As with most titles in the genre, the core gameplay behind Fatal Frame 2 is exploration for items and clues, puzzle solving and monster combat. In FF2, though, you're given a magical camera to defeat the enemies. As you walk around, the filament will glow, letting you know when you need to break out the camera. When it glows blue, there is either a clue-based photo you need to take or a ghost that is bound to a location. At times, ghosts will appear for but a few seconds. Being quick on the draw will allow you to snap pictures of them for points. When the filament grows orange, you'll be faced with hostile spirits. Ready the camera and let the Capture Circle charge up. The more the camera charges, the more damage you do and the more points each shot will earn you.

The camera comes with abilities of its own, including the power to Slow or Stun a ghost. Throughout the game, you'll find Spirit Orbs, which can be equipped to certain aspects of the camera, including Range, Accumulation, Sensitivity or the powerup lenses. Once equipped, players can spend points earned from their photos to activate these powerups. Players will also gain special functions for the camera, which you can choose to equip, including the ability to see their health gauge. You also gain the Instant Function, which can detect a Fatal Frame shot, where you can take high damaging shots that also allow to take a second shot for a combo. As with the previous game, players will find different types of film which can be equipped with varying degrees of damage that they can inflict.

While the game controls with the left analog stick relative to the camera (Devil May Cry), once you switch into camera mode, the control setup is a little different. The left analog stick controls the camera, while you can move, albeit slowly, with the right analog stick. The in-game camera is often set at certain angles but will move along to follow the character in certain locations. And since you can look around with the camera, most of the issues with the limited camera angles found in other games doesn't exist here.

I have to give the guys at Tecmo some credit for pulling together an excellently horrific story and really pushing the audio and visual aspects that make this game so intense. To make matters more creepy, you can likewise find crystals along the way the can be played in a Spirit Radio you find. These crystals help give players snippets about the story and work on making the game feel more creepy.

While the first game looked pretty good, Tecmo has really stepped it up a notch. The gameworld for Fatal Frame 2 is extremely detailed with a lot of effort to make it as lifelike as possible. The village exhibits a lot of touches that play the run-down, haunted aspect convincingly.
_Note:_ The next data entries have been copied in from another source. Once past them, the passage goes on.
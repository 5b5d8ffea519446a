use k8s_openapi::api::apps::v1::DeploymentStatus;
use k8s_openapi::api::batch::v1::JobStatus;
use kube::CustomResource;
use schemars::JsonSchema;
use serde::{Deserialize, Serialize};

use crate::crd::EtcdClusterStatus;

/// Cluster describes a Kubernetes control plane hosted as workloads in this cluster
#[derive(CustomResource, Serialize, Deserialize, Clone, Debug, Default, PartialEq, JsonSchema)]
#[kube(
    group = "cluster.kok.io",
    version = "v1",
    kind = "Cluster",
    plural = "clusters",
    shortname = "kc",
    namespaced,
    status = "ClusterStatus",
    derive = "PartialEq",
    derive = "Default",
    printcolumn = r#"{"name":"Version", "type":"string", "jsonPath":".spec.clusterVersion"}"#,
    printcolumn = r#"{"name":"Stage", "type":"string", "jsonPath":".status.currentStage"}"#,
    printcolumn = r#"{"name":"Ready", "type":"string", "jsonPath":".status.conditions[?(@.type==\"Ready\")].status"}"#,
    printcolumn = r#"{"name":"Age", "type":"date", "jsonPath":".metadata.creationTimestamp"}"#
)]
#[serde(rename_all = "camelCase")]
pub struct ClusterSpec {
    /// DNS domain of the hosted cluster (e.g., "cluster.local")
    #[serde(default)]
    pub cluster_domain: String,

    /// Control-plane variant key (e.g., "x86-1.18.4"); selects the stage pipeline
    #[serde(default)]
    pub cluster_version: String,

    /// Pod CIDR of the hosted cluster
    #[serde(default, rename = "clusterCidr")]
    pub cluster_cidr: String,

    /// Service CIDR of the hosted cluster
    #[serde(default)]
    pub service_cluster_ip_range: String,

    /// Registry mirrors handed to hosted nodes
    #[serde(default)]
    pub registry_mirrors: Vec<String>,

    /// External access endpoint of the hosted API server
    #[serde(default)]
    pub access: AccessSpec,

    #[serde(default)]
    pub init: ImageSpec,

    #[serde(default)]
    pub etcd: EtcdSpec,

    #[serde(default)]
    pub api_server: ComponentSpec,

    #[serde(default)]
    pub controller_manager: ComponentSpec,

    #[serde(default)]
    pub scheduler: ComponentSpec,

    #[serde(default)]
    pub client: ImageSpec,

    #[serde(default)]
    pub kubelet: KubeletSpec,

    #[serde(default)]
    pub kube_proxy: KubeProxySpec,
}

/// Address and port at which the hosted API server is reachable
#[derive(Serialize, Deserialize, Clone, Debug, Default, PartialEq, JsonSchema)]
pub struct AccessSpec {
    #[serde(default)]
    pub address: String,
    #[serde(default)]
    pub port: String,
}

/// A component that only carries an image
#[derive(Serialize, Deserialize, Clone, Debug, Default, PartialEq, JsonSchema)]
pub struct ImageSpec {
    #[serde(default)]
    pub image: String,
}

/// etcd sizing
#[derive(Serialize, Deserialize, Clone, Debug, Default, PartialEq, JsonSchema)]
pub struct EtcdSpec {
    /// Number of etcd members; must be odd and at least 3
    #[serde(default)]
    pub count: i32,
}

/// A replicated control-plane component (API server, controller-manager, scheduler)
#[derive(Serialize, Deserialize, Clone, Debug, Default, PartialEq, JsonSchema)]
pub struct ComponentSpec {
    #[serde(default)]
    pub count: i32,
    #[serde(default)]
    pub image: String,
}

#[derive(Serialize, Deserialize, Clone, Debug, Default, PartialEq, JsonSchema)]
#[serde(rename_all = "camelCase")]
pub struct KubeletSpec {
    #[serde(default)]
    pub pod_infra_container_image: String,
}

#[derive(Serialize, Deserialize, Clone, Debug, Default, PartialEq, JsonSchema)]
#[serde(rename_all = "camelCase")]
pub struct KubeProxySpec {
    #[serde(default, skip_serializing_if = "String::is_empty")]
    pub bind_address: String,
}

/// Observed state of a hosted control plane, written only by the operator
#[derive(Serialize, Deserialize, Clone, Debug, Default, PartialEq, JsonSchema)]
#[serde(rename_all = "camelCase")]
pub struct ClusterStatus {
    /// Generation of the spec last walked by the operator
    #[serde(default, skip_serializing_if = "Option::is_none")]
    pub observed_generation: Option<i64>,

    /// First stage that has not reported ready; empty once every stage is ready
    #[serde(default, skip_serializing_if = "String::is_empty")]
    pub current_stage: String,

    #[serde(default, skip_serializing_if = "Vec::is_empty")]
    pub conditions: Vec<Condition>,

    #[serde(default)]
    pub init: InitStatus,

    #[serde(default)]
    pub etcd: EtcdStatus,

    #[serde(default)]
    pub api_server: ApiServerStatus,

    #[serde(default)]
    pub controller_manager: DeploymentComponentStatus,

    #[serde(default)]
    pub scheduler: DeploymentComponentStatus,

    #[serde(default)]
    pub client: DeploymentComponentStatus,

    #[serde(default)]
    pub post_install: JobComponentStatus,
}

/// Names published by the bootstrap stage, plus the init Job snapshot
#[derive(Serialize, Deserialize, Clone, Debug, Default, PartialEq, JsonSchema)]
#[serde(rename_all = "camelCase")]
pub struct InitStatus {
    #[serde(default, skip_serializing_if = "String::is_empty")]
    pub name: String,
    #[serde(default, skip_serializing_if = "String::is_empty")]
    pub ca_pki_name: String,
    #[serde(default, skip_serializing_if = "String::is_empty")]
    pub server_name: String,
    #[serde(default, skip_serializing_if = "String::is_empty")]
    pub client_name: String,
    #[serde(default, skip_serializing_if = "String::is_empty")]
    pub admin_config_name: String,
    #[serde(default, skip_serializing_if = "String::is_empty")]
    pub node_config_name: String,
    #[serde(default, skip_serializing_if = "String::is_empty")]
    pub service_account_name: String,
    #[serde(default, skip_serializing_if = "String::is_empty")]
    pub role_binding_name: String,
    #[serde(default, skip_serializing_if = "String::is_empty")]
    pub etcd_pki_peer_name: String,
    #[serde(default, skip_serializing_if = "String::is_empty")]
    pub etcd_pki_server_name: String,
    #[serde(default, skip_serializing_if = "String::is_empty")]
    pub etcd_pki_client_name: String,
    /// Cluster DNS address (second address of the service range)
    #[serde(default, skip_serializing_if = "String::is_empty")]
    pub dns_addr: String,
    #[serde(default, skip_serializing_if = "Option::is_none")]
    pub status: Option<JobStatus>,
}

#[derive(Serialize, Deserialize, Clone, Debug, Default, PartialEq, JsonSchema)]
#[serde(rename_all = "camelCase")]
pub struct EtcdStatus {
    #[serde(default, skip_serializing_if = "String::is_empty")]
    pub name: String,
    #[serde(default, skip_serializing_if = "String::is_empty")]
    pub svc_name: String,
    #[serde(default, skip_serializing_if = "Option::is_none")]
    pub status: Option<EtcdClusterStatus>,
}

#[derive(Serialize, Deserialize, Clone, Debug, Default, PartialEq, JsonSchema)]
#[serde(rename_all = "camelCase")]
pub struct ApiServerStatus {
    #[serde(default, skip_serializing_if = "String::is_empty")]
    pub name: String,
    #[serde(default, skip_serializing_if = "String::is_empty")]
    pub svc_name: String,
    #[serde(default, skip_serializing_if = "Option::is_none")]
    pub status: Option<DeploymentStatus>,
}

#[derive(Serialize, Deserialize, Clone, Debug, Default, PartialEq, JsonSchema)]
pub struct DeploymentComponentStatus {
    #[serde(default, skip_serializing_if = "String::is_empty")]
    pub name: String,
    #[serde(default, skip_serializing_if = "Option::is_none")]
    pub status: Option<DeploymentStatus>,
}

#[derive(Serialize, Deserialize, Clone, Debug, Default, PartialEq, JsonSchema)]
pub struct JobComponentStatus {
    #[serde(default, skip_serializing_if = "String::is_empty")]
    pub name: String,
    #[serde(default, skip_serializing_if = "Option::is_none")]
    pub status: Option<JobStatus>,
}

/// Kubernetes-style condition
#[derive(Serialize, Deserialize, Clone, Debug, PartialEq, JsonSchema)]
#[serde(rename_all = "camelCase")]
pub struct Condition {
    /// Type of condition
    #[serde(rename = "type")]
    pub type_: String,

    /// Status of the condition: True, False, or Unknown
    pub status: String,

    /// Reason for the condition's last transition
    pub reason: String,

    /// Human-readable message
    pub message: String,

    /// Last time the condition transitioned
    pub last_transition_time: String,

    /// Generation observed when condition was set
    #[serde(default, skip_serializing_if = "Option::is_none")]
    pub observed_generation: Option<i64>,
}

impl Cluster {
    /// The stage pipeline key; empty until defaulting fills it in
    pub fn version(&self) -> &str {
        &self.spec.cluster_version
    }

    /// Whether the cluster has been marked for deletion
    pub fn is_deleting(&self) -> bool {
        self.metadata.deletion_timestamp.is_some()
    }
}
Some finely-detailed texture maps and spectacular lighting make the dark world quite terrifying even without ghosts. The ghosts themselves range from pretty normal human-like entities to some horrific monstrosities that move in inhuman manners. The human character models are well detailed, but a little stiff in animation. CG and real-time cutscenes are wonderfully realized devices that drive the story well.

The audio portion of the game goes to great lengths to drive the spooky atmosphere home. Sound effects and spiritual voices rattle at the nerves. You will often find yourself walking by a locked door, hearing voices carry on conversations or haunting laughter. While not outstanding, voice acting is pretty solid, especially the voice samples used for the Spirit Radio. Music is composed of dark ambient elements

Much like in the first title, the controllable character runs WAY TOO SLOW. Her running pace (which requires you to hold a button to run) is comparable to most other games' walking pace. This makes any backtracking a slow process. Probably the biggest thing that may not draw people in is the heavy ghost-based theme. People who find movies like The Ring boring will want to pass on this one as it bases its draw on the same kind of horror. Also, as with many of its ilk, the game doesn't add too many new elements, so you may find the gameplay pretty similar to the first game.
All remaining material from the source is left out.